Pipeline e Microarquitetura

Internamente, processadores x86 modernos são muito diferentes do que as instruções sugerem:

  1. Busca (fetch): instruções x86 de tamanho variável são lidas da memória
  2. Decodificação: instruções x86 complexas são quebradas em micro-operações (µops), que são operações simples no estilo RISC
  3. Renomeação de registradores: os poucos registradores x86 são mapeados para um arquivo de registradores físico muito maior
  4. Execução fora de ordem: µops são reordenadas para maximizar paralelismo
  5. Execução especulativa: branch predictor decide qual caminho executar antes da condição ser resolvida
  6. Aposentadoria (retirement): µops são confirmadas em ordem

Para o programador assembly, essa complexidade é invisível — você escreve instruções x86 e o processador faz a “mágica” internamente.

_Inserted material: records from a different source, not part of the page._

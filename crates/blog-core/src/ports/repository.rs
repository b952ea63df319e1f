use async_trait::async_trait;

use crate::domain::{Comment, Page, PageRequest, Post, PostCriteria, Tag, User};
use crate::error::RepoError;

/// Generic repository trait defining standard CRUD operations.
#[async_trait]
pub trait BaseRepository<T, ID>: Send + Sync {
    /// Find an entity by its unique ID.
    async fn find_by_id(&self, id: ID) -> Result<Option<T>, RepoError>;

    /// Save an entity (create or update). Returns the stored state, including
    /// any key assigned on insert.
    async fn save(&self, entity: T) -> Result<T, RepoError>;

    /// Delete an entity by its ID.
    async fn delete(&self, id: ID) -> Result<(), RepoError>;
}

/// User repository - read side only, used to resolve post authors.
#[async_trait]
pub trait UserRepository: BaseRepository<User, i32> {}

/// Post repository.
#[async_trait]
pub trait PostRepository: BaseRepository<Post, i32> {
    /// Posts matching `criteria`, most recently updated first.
    async fn search(
        &self,
        criteria: &PostCriteria,
        page: PageRequest,
    ) -> Result<Page<Post>, RepoError>;
}

/// Comment storage as seen from a post.
#[async_trait]
pub trait CommentStore: Send + Sync {
    /// Delete every comment of a post, whatever its status. Returns the number removed.
    async fn delete_by_post(&self, post_id: i32) -> Result<u64, RepoError>;

    /// Approved comments of a post, newest first.
    async fn find_approved(&self, post_id: i32) -> Result<Vec<Comment>, RepoError>;

    /// Number of approved comments of a post.
    async fn count_approved(&self, post_id: i32) -> Result<u64, RepoError>;

    /// Insert or update a comment.
    async fn save(&self, comment: Comment) -> Result<Comment, RepoError>;
}

/// Per-tag usage counts, kept up to date incrementally as posts change.
///
/// Implementations tokenize both strings with
/// [`TagDelta::between`](crate::domain::TagDelta::between) so they agree with
/// the post model on what a tag is. Tags whose count drops to zero are removed.
#[async_trait]
pub trait TagFrequencyIndex: Send + Sync {
    /// Decrement tags only in `old_tags`, increment tags only in `new_tags`.
    /// Unchanged tags are left alone.
    async fn update_frequency(&self, old_tags: &str, new_tags: &str) -> Result<(), RepoError>;

    /// Current count for one tag, `None` if it is not indexed.
    async fn frequency(&self, name: &str) -> Result<Option<i32>, RepoError>;

    /// The most used tags, highest frequency first.
    async fn popular(&self, limit: u64) -> Result<Vec<Tag>, RepoError>;
}
//! Links from domain objects to the pages that display them.
//!
//! Rendering (and HTML-escaping the label) is the caller's job; this module
//! only knows which page a link points at and how to spell its URL.

use serde::Serialize;
use url::form_urlencoded;

/// A page of the blog, addressed by its parameters.
#[derive(Debug, Clone, PartialEq, Eq, Serialize)]
#[serde(tag = "route", rename_all = "snake_case")]
pub enum Route {
    /// Post listing filtered by one tag.
    PostIndex { tag: String },
    /// A single post.
    PostView { id: i32, title: String },
}

impl Route {
    pub fn path(&self) -> &'static str {
        match self {
            Route::PostIndex { .. } => "post/index",
            Route::PostView { .. } => "post/view",
        }
    }

    /// Render the route as a URL below `base` (may be empty for site-relative URLs).
    pub fn to_url(&self, base: &str) -> String {
        let mut query = form_urlencoded::Serializer::new(String::new());
        match self {
            Route::PostIndex { tag } => {
                query.append_pair("tag", tag);
            }
            Route::PostView { id, title } => {
                query.append_pair("id", &id.to_string());
                query.append_pair("title", title);
            }
        }

        format!(
            "{}/{}?{}",
            base.trim_end_matches('/'),
            self.path(),
            query.finish()
        )
    }
}

/// One tag of a post, pointing at the listing of posts carrying it.
#[derive(Debug, Clone, PartialEq, Eq, Serialize)]
pub struct TagLink {
    /// Raw tag text. Escape before rendering.
    pub label: String,
    pub route: Route,
}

Paginação e Memória Virtual

Em long mode, o x86-64 usa paginação de 4 níveis (recentemente 5 níveis, com extensão LA57):

  • Cada processo vê um espaço de endereço virtual privado
  • O hardware traduz endereços virtuais para físicos via tabelas de página
  • Tamanho de página típico: 4 KB (também suporta 2 MB e 1 GB com huge pages)
  • Endereço virtual em 64 bits: na prática, apenas 48 bits são usados (256 TB), com extensão para 57 bits

Como programador de aplicação em Linux, você não precisa gerenciar paginação manualmente — o kernel faz isso. Mas é útil saber que seu programa não acessa a memória física diretamente.

Convenção de Chamada (Linux x86-64)

A System V AMD64 ABI (usada no Linux) define:

  • Argumentos: RDI, RSI, RDX, RCX, R8, R9 (os demais na stack)
  • Retorno: RAX (e RDX se precisar de 128 bits)
  • Preservados pela função chamada: RBX, RBP, R12–R15
  • Stack deve ser alinhada em 16 bytes antes de cada call
  • Red zone: 128 bytes abaixo de RSP que podem ser usados sem ajustar RSP (apenas em leaf functions)

Essa convenção é a que usamos em todo o tutorial!